--- Exercise materials Enclosed Below ---

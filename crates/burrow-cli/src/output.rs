//! Formatted output helpers for CLI commands.
//!
//! Provides human-readable byte sizes and fixed-width table cells.

/// Formats a byte count into a human-readable string (e.g., "128 MiB").
#[allow(clippy::cast_precision_loss)]
#[must_use]
pub fn format_bytes(bytes: u64) -> String {
    const KIB: u64 = 1024;
    const MIB: u64 = KIB * 1024;
    const GIB: u64 = MIB * 1024;

    if bytes >= GIB {
        format!("{:.1} GiB", bytes as f64 / GIB as f64)
    } else if bytes >= MIB {
        format!("{:.1} MiB", bytes as f64 / MIB as f64)
    } else if bytes >= KIB {
        format!("{:.1} KiB", bytes as f64 / KIB as f64)
    } else {
        format!("{bytes} B")
    }
}

/// Joins an argument vector for display, quoting arguments with spaces.
#[must_use]
pub fn format_command(argv: &[String]) -> String {
    argv.iter()
        .map(|arg| {
            if arg.is_empty() || arg.contains(char::is_whitespace) {
                format!("{arg:?}")
            } else {
                arg.clone()
            }
        })
        .collect::<Vec<_>>()
        .join(" ")
}

/// Shortens `text` to at most `width` characters, marking the cut with `…`.
#[must_use]
pub fn truncate(text: &str, width: usize) -> String {
    if text.chars().count() <= width {
        return text.to_string();
    }
    let kept: String = text.chars().take(width.saturating_sub(1)).collect();
    format!("{kept}…")
}

#[cfg(test)]
mod tests {
    use super::*;

    #[test]
    fn format_bytes_displays_bytes() {
        assert_eq!(format_bytes(512), "512 B");
    }

    #[test]
    fn format_bytes_displays_kib() {
        assert_eq!(format_bytes(2048), "2.0 KiB");
    }

    #[test]
    fn format_bytes_displays_mib() {
        assert_eq!(format_bytes(134_217_728), "128.0 MiB");
    }

    #[test]
    fn format_bytes_displays_gib() {
        assert_eq!(format_bytes(2_147_483_648), "2.0 GiB");
    }

    #[test]
    fn format_command_quotes_arguments_with_spaces() {
        let argv = vec!["echo".to_string(), "hello world".to_string(), "x".to_string()];
        assert_eq!(format_command(&argv), r#"echo "hello world" x"#);
        assert_eq!(format_command(&[]), "");
    }

    #[test]
    fn truncate_keeps_short_text_and_marks_cuts() {
        assert_eq!(truncate("web", 16), "web");
        assert_eq!(truncate("abcdefgh", 5), "abcd…");
        assert_eq!(truncate("abcdefgh", 5).chars().count(), 5);
    }
}
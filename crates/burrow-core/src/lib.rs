//! # burrow-core
//!
//! Low-level Linux isolation primitives for the Burrow runtime.
//!
//! This crate provides safe abstractions over:
//! - **Cgroups**: memory, cpuset, and CPU weight limits (v1 and v2 hierarchies).
//! - **Namespaces**: clone flags and the container hostname.
//! - **Filesystem**: pseudo-filesystem mounts, bind mounts, and `chroot`.
//! - **Network**: the shared bridge, veth pairs, NAT, and address allocation.

#![cfg_attr(test, allow(clippy::expect_used, clippy::unwrap_used))]

pub mod cgroup;
pub mod filesystem;
pub mod namespace;
pub mod network;
//! CLI command definitions and dispatch.

pub mod images;
pub mod init;
pub mod logs;
pub mod ps;
pub mod pull;
pub mod rm;
pub mod run;
pub mod stop;

use std::path::PathBuf;

use burrow_common::config::RuntimeConfig;
use burrow_common::constants::{DATA_DIR_ENV, SYSTEM_DATA_DIR};
use burrow_common::types::ContainerId;
use burrow_runtime::Orchestrator;
use clap::{Parser, Subcommand};

/// Burrow, a daemon-less container runtime.
#[derive(Parser, Debug)]
#[command(name = "brw", version, about, long_about = None)]
pub struct Cli {
    /// Subcommand to execute.
    #[command(subcommand)]
    pub command: Command,

    /// Directory holding images, containers, and the state file.
    #[arg(long, global = true, env = DATA_DIR_ENV, default_value = SYSTEM_DATA_DIR)]
    pub data_dir: PathBuf,

    /// Emit logs as JSON lines.
    #[arg(long, global = true)]
    pub log_json: bool,
}

/// Available CLI subcommands.
#[derive(Subcommand, Debug)]
pub enum Command {
    /// Create and start a container.
    Run(run::RunArgs),
    /// List containers.
    Ps(ps::PsArgs),
    /// List local images.
    Images(images::ImagesArgs),
    /// Import an image from a local directory or archive.
    Pull(pull::PullArgs),
    /// Stop running containers.
    Stop(stop::StopArgs),
    /// Remove containers, stopping them first if needed.
    Rm(rm::RmArgs),
    /// Print the output of a detached container.
    Logs(logs::LogsArgs),
    /// Container entry point; not meant to be run by hand.
    #[command(hide = true)]
    Init,
}

/// Dispatches the parsed CLI command to its handler.
///
/// # Errors
///
/// Returns an error if the command execution fails.
pub fn execute(cli: Cli) -> anyhow::Result<()> {
    let config = RuntimeConfig::with_data_dir(cli.data_dir);
    match cli.command {
        Command::Run(args) => run::execute(args, config),
        Command::Ps(args) => ps::execute(&args, config),
        Command::Images(args) => images::execute(&args, &config),
        Command::Pull(args) => pull::execute(&args, &config),
        Command::Stop(args) => stop::execute(&args, config),
        Command::Rm(args) => rm::execute(&args, config),
        Command::Logs(args) => logs::execute(&args, config),
        Command::Init => init::execute(),
    }
}

/// Applies `action` to each container named in `queries`.
///
/// Every query is attempted; failures are reported on stderr and the
/// command fails at the end if any occurred.
fn for_each_container(
    orchestrator: &Orchestrator,
    queries: &[String],
    (verb, past): (&str, &str),
    action: impl Fn(&ContainerId) -> burrow_common::error::Result<()>,
) -> anyhow::Result<()> {
    let mut failed = 0usize;
    for query in queries {
        match orchestrator.resolve(query).and_then(|id| action(&id)) {
            Ok(()) => println!("{query}"),
            Err(e) => {
                eprintln!("Error: failed to {verb} {query}: {e}");
                failed += 1;
            }
        }
    }
    if failed > 0 {
        anyhow::bail!("{failed} of {} container(s) could not be {past}", queries.len());
    }
    Ok(())
}

#[cfg(test)]
mod tests {
    use burrow_common::types::NetworkMode;

    use super::*;

    fn parse(args: &[&str]) -> Cli {
        Cli::try_parse_from(args).expect("valid command line")
    }

    #[test]
    fn run_splits_image_from_command() {
        let cli = parse(&["brw", "run", "-d", "--name", "web", "alpine", "echo", "-n", "hi"]);
        let Command::Run(args) = cli.command else {
            unreachable!("expected run");
        };
        assert_eq!(args.image, "alpine");
        assert_eq!(args.command, ["echo", "-n", "hi"]);
        assert_eq!(args.name.as_deref(), Some("web"));
        assert!(args.detach);
        assert_eq!(args.network, NetworkMode::Bridge);
    }

    #[test]
    fn run_rejects_unknown_network_mode() {
        assert!(Cli::try_parse_from(["brw", "run", "--net", "overlay", "alpine"]).is_err());
    }

    #[test]
    fn data_dir_is_a_global_flag() {
        let cli = parse(&["brw", "ps", "--data-dir", "/tmp/burrow-test"]);
        assert_eq!(cli.data_dir, PathBuf::from("/tmp/burrow-test"));
    }

    #[test]
    fn pull_requires_a_source() {
        assert!(Cli::try_parse_from(["brw", "pull", "alpine"]).is_err());
        let cli = parse(&["brw", "pull", "alpine", "--from", "file:///srv/rootfs"]);
        assert!(matches!(cli.command, Command::Pull(_)));
    }

    #[test]
    fn init_is_accepted_but_hidden() {
        assert!(matches!(parse(&["brw", "init"]).command, Command::Init));
        let mut command = <Cli as clap::CommandFactory>::command();
        let help = command.render_help().to_string();
        assert!(!help.contains("init"));
    }
}
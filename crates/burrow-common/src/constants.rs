//! System-wide constants and default paths.

use std::path::PathBuf;
use std::sync::OnceLock;

/// Default base directory for Burrow state and container data.
pub const SYSTEM_DATA_DIR: &str = "/var/lib/burrow";

/// Environment variable overriding the data directory.
pub const DATA_DIR_ENV: &str = "BURROW_DATA_DIR";

/// Returns the data directory, preferring `$BURROW_DATA_DIR` when set and
/// falling back to `/var/lib/burrow`.
fn resolve_data_dir() -> PathBuf {
    match std::env::var(DATA_DIR_ENV) {
        Ok(dir) if !dir.is_empty() => PathBuf::from(dir),
        _ => PathBuf::from(SYSTEM_DATA_DIR),
    }
}

static DATA_DIR: OnceLock<PathBuf> = OnceLock::new();

/// Returns the resolved data directory for this process.
pub fn data_dir() -> &'static PathBuf {
    DATA_DIR.get_or_init(resolve_data_dir)
}

/// Cgroup filesystem mount point (v1 controllers or v2 unified hierarchy).
pub const CGROUP_ROOT: &str = "/sys/fs/cgroup";

/// Prefix of every control group directory created for a container process.
pub const CGROUP_PREFIX: &str = "burrow-";

/// Name of the per-container directory root under the data directory.
pub const CONTAINERS_DIR_NAME: &str = "containers";

/// Name of the image store root under the data directory.
pub const IMAGES_DIR_NAME: &str = "images";

/// Name of the registry state file under the data directory.
pub const STATE_FILE_NAME: &str = "state.json";

/// Readiness marker written by the image provider into a container directory.
pub const ROOTFS_READY_MARKER: &str = ".rootfs_ready";

/// Log file capturing a detached container's stdout and stderr.
pub const CONTAINER_LOG_NAME: &str = "container.log";

/// Number of leading id characters used as the default container name.
pub const SHORT_ID_LEN: usize = 12;

/// Default tag applied to image references without one.
pub const DEFAULT_IMAGE_TAG: &str = "latest";

/// Shared bridge device connecting all bridge-mode containers.
pub const DEFAULT_BRIDGE: &str = "burrow0";

/// Subnet from which bridge-mode container addresses are allocated.
pub const DEFAULT_SUBNET: &str = "172.17.0.0/16";

/// Gateway address assigned to the bridge device.
pub const DEFAULT_GATEWAY: &str = "172.17.0.1";

/// Interface name of the container-facing veth endpoint.
pub const CONTAINER_IFNAME: &str = "eth0";

/// Marker argument that makes the binary run the isolation bootstrapper.
pub const INIT_ARG: &str = "init";

/// Search path handed to the container init process.
pub const CONTAINER_PATH: &str = "/bin:/usr/bin:/sbin:/usr/sbin";

/// Application name used in CLI output and state files.
pub const APP_NAME: &str = "burrow";

/// Binary name for the CLI.
pub const BIN_NAME: &str = "brw";
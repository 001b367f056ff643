//! Container network provisioning.
//!
//! Bridge-mode containers get a veth pair whose host end joins a shared
//! bridge and whose container end becomes `eth0` with an address from the
//! bridge subnet. Outbound traffic is masqueraded. Host and none modes need
//! no host-side wiring.

pub mod bridge;
pub mod command;
pub mod ipam;
pub mod nat;
pub mod veth;

use std::net::Ipv4Addr;
use std::sync::{Arc, Mutex, MutexGuard};

use burrow_common::config::RuntimeConfig;
use burrow_common::error::{BurrowError, Result};
use burrow_common::types::{ContainerId, Ipv4Subnet, NetworkAttachment, NetworkMode};

use self::command::{CommandRunner, SystemRunner};
use self::ipam::Ipam;
use self::veth::{InterfaceConfig, VethPair};

/// Wires containers into the host network.
///
/// Safe to share between threads: bridge setup runs at most once at a
/// time and address allocation is serialized.
pub struct NetworkProvisioner {
    runner: Arc<dyn CommandRunner>,
    bridge_name: String,
    subnet: Ipv4Subnet,
    gateway: Ipv4Addr,
    bridge_ready: Mutex<bool>,
    ipam: Mutex<Ipam>,
}

impl std::fmt::Debug for NetworkProvisioner {
    fn fmt(&self, f: &mut std::fmt::Formatter<'_>) -> std::fmt::Result {
        f.debug_struct("NetworkProvisioner")
            .field("bridge_name", &self.bridge_name)
            .field("subnet", &self.subnet)
            .field("gateway", &self.gateway)
            .finish_non_exhaustive()
    }
}

impl NetworkProvisioner {
    /// Creates a provisioner that runs the host's networking tools.
    ///
    /// # Errors
    ///
    /// Returns `Config` if the configured subnet or gateway is unusable.
    pub fn new(config: &RuntimeConfig) -> Result<Self> {
        Self::with_runner(config, Arc::new(SystemRunner))
    }

    /// Creates a provisioner that executes commands through `runner`.
    ///
    /// # Errors
    ///
    /// Returns `Config` if the configured subnet or gateway is unusable.
    pub fn with_runner(config: &RuntimeConfig, runner: Arc<dyn CommandRunner>) -> Result<Self> {
        Ok(Self {
            runner,
            bridge_name: config.bridge_name.clone(),
            subnet: config.subnet,
            gateway: config.gateway,
            bridge_ready: Mutex::new(false),
            ipam: Mutex::new(Ipam::new(config.subnet, config.gateway)?),
        })
    }

    /// Connects the process `pid` according to `mode`.
    ///
    /// Host and none modes need no host-side action. For bridge mode `pid`
    /// must already live in its own network namespace.
    ///
    /// # Errors
    ///
    /// Returns `NetworkSetup` if the bridge, forwarding, address pool, or
    /// interface setup fails. A failed bridge attachment releases its
    /// address and removes any half-created link.
    pub fn attach(&self, id: &ContainerId, pid: u32, mode: NetworkMode) -> Result<NetworkAttachment> {
        match mode {
            NetworkMode::Host | NetworkMode::None => Ok(NetworkAttachment::mode_only(mode)),
            NetworkMode::Bridge => self.attach_bridge(id, pid),
        }
    }

    /// Removes the host-side wiring of an attachment and frees its address.
    ///
    /// # Errors
    ///
    /// Returns `NetworkSetup` if the veth pair exists but cannot be deleted.
    /// The address is released regardless.
    pub fn detach(&self, attachment: &NetworkAttachment) -> Result<()> {
        let deleted = attachment
            .host_veth
            .as_deref()
            .map_or(Ok(()), |host| veth::delete(self.runner.as_ref(), host));
        if let Some(addr) = attachment.ip_address {
            self.lock_ipam()?.release(addr);
        }
        tracing::debug!(ip = ?attachment.ip_address, "network detached");
        deleted
    }

    /// Marks the address of a previously persisted attachment as in use.
    ///
    /// # Errors
    ///
    /// Returns `NetworkSetup` if the address lies outside the bridge subnet.
    pub fn restore(&self, attachment: &NetworkAttachment) -> Result<()> {
        let Some(addr) = attachment.ip_address else {
            return Ok(());
        };
        if !self.lock_ipam()?.reserve(addr)? {
            tracing::debug!(%addr, "address already reserved");
        }
        Ok(())
    }

    /// Number of container addresses currently handed out.
    ///
    /// # Errors
    ///
    /// Returns `NetworkSetup` if the address pool lock is poisoned.
    pub fn allocated_addresses(&self) -> Result<usize> {
        Ok(self.lock_ipam()?.allocated())
    }

    /// Creates and configures the bridge once per provisioner.
    ///
    /// Forwarding is required. The masquerade rule is best-effort because
    /// containers still reach each other and the host without it.
    ///
    /// # Errors
    ///
    /// Returns `NetworkSetup` if the bridge or forwarding cannot be set up.
    pub fn ensure_bridge(&self) -> Result<()> {
        let mut ready = self.bridge_ready.lock().map_err(|_| BurrowError::NetworkSetup {
            message: "bridge lock poisoned".into(),
        })?;
        if *ready {
            return Ok(());
        }
        let runner = self.runner.as_ref();
        bridge::ensure(runner, &self.bridge_name, self.gateway, self.subnet.prefix_len())?;
        nat::enable_forwarding(runner)?;
        if let Err(e) = nat::ensure_masquerade(runner, &self.subnet, &self.bridge_name) {
            tracing::warn!(error = %e, "outbound NAT unavailable");
        }
        *ready = true;
        Ok(())
    }

    fn attach_bridge(&self, id: &ContainerId, pid: u32) -> Result<NetworkAttachment> {
        self.ensure_bridge()?;
        let address = self.lock_ipam()?.allocate()?;
        let pair = VethPair::for_container(id);
        let iface = InterfaceConfig {
            address,
            prefix_len: self.subnet.prefix_len(),
            gateway: self.gateway,
        };

        if let Err(e) = veth::connect(self.runner.as_ref(), &pair, &self.bridge_name, pid, iface) {
            tracing::warn!(container_id = %id, error = %e, "rolling back network attachment");
            if let Err(cleanup) = veth::delete(self.runner.as_ref(), &pair.host) {
                tracing::warn!(host = %pair.host, error = %cleanup, "veth cleanup failed");
            }
            self.lock_ipam()?.release(address);
            return Err(e);
        }

        Ok(NetworkAttachment {
            mode: NetworkMode::Bridge,
            ip_address: Some(address),
            gateway: Some(self.gateway),
            subnet: Some(self.subnet),
            host_veth: Some(pair.host),
            container_veth: Some(burrow_common::constants::CONTAINER_IFNAME.to_string()),
        })
    }

    fn lock_ipam(&self) -> Result<MutexGuard<'_, Ipam>> {
        self.ipam.lock().map_err(|_| BurrowError::NetworkSetup {
            message: "address pool lock poisoned".into(),
        })
    }
}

--- End of Enclosed Exercise materials ---

→ **Work to complete**: Of the entries listed above, reproduce only the lines starting at the line containing "pub struct Cli" and ending at the line containing "#[arg(long, global = true)]". Include both, exactly as they stand.

→ **Your response**:
pub struct Cli {
    /// Subcommand to execute.
    #[command(subcommand)]
    pub command: Command,

    /// Directory holding images, containers, and the state file.
    #[arg(long, global = true, env = DATA_DIR_ENV, default_value = SYSTEM_DATA_DIR)]
    pub data_dir: PathBuf,

    /// Emit logs as JSON lines.
    #[arg(long, global = true)]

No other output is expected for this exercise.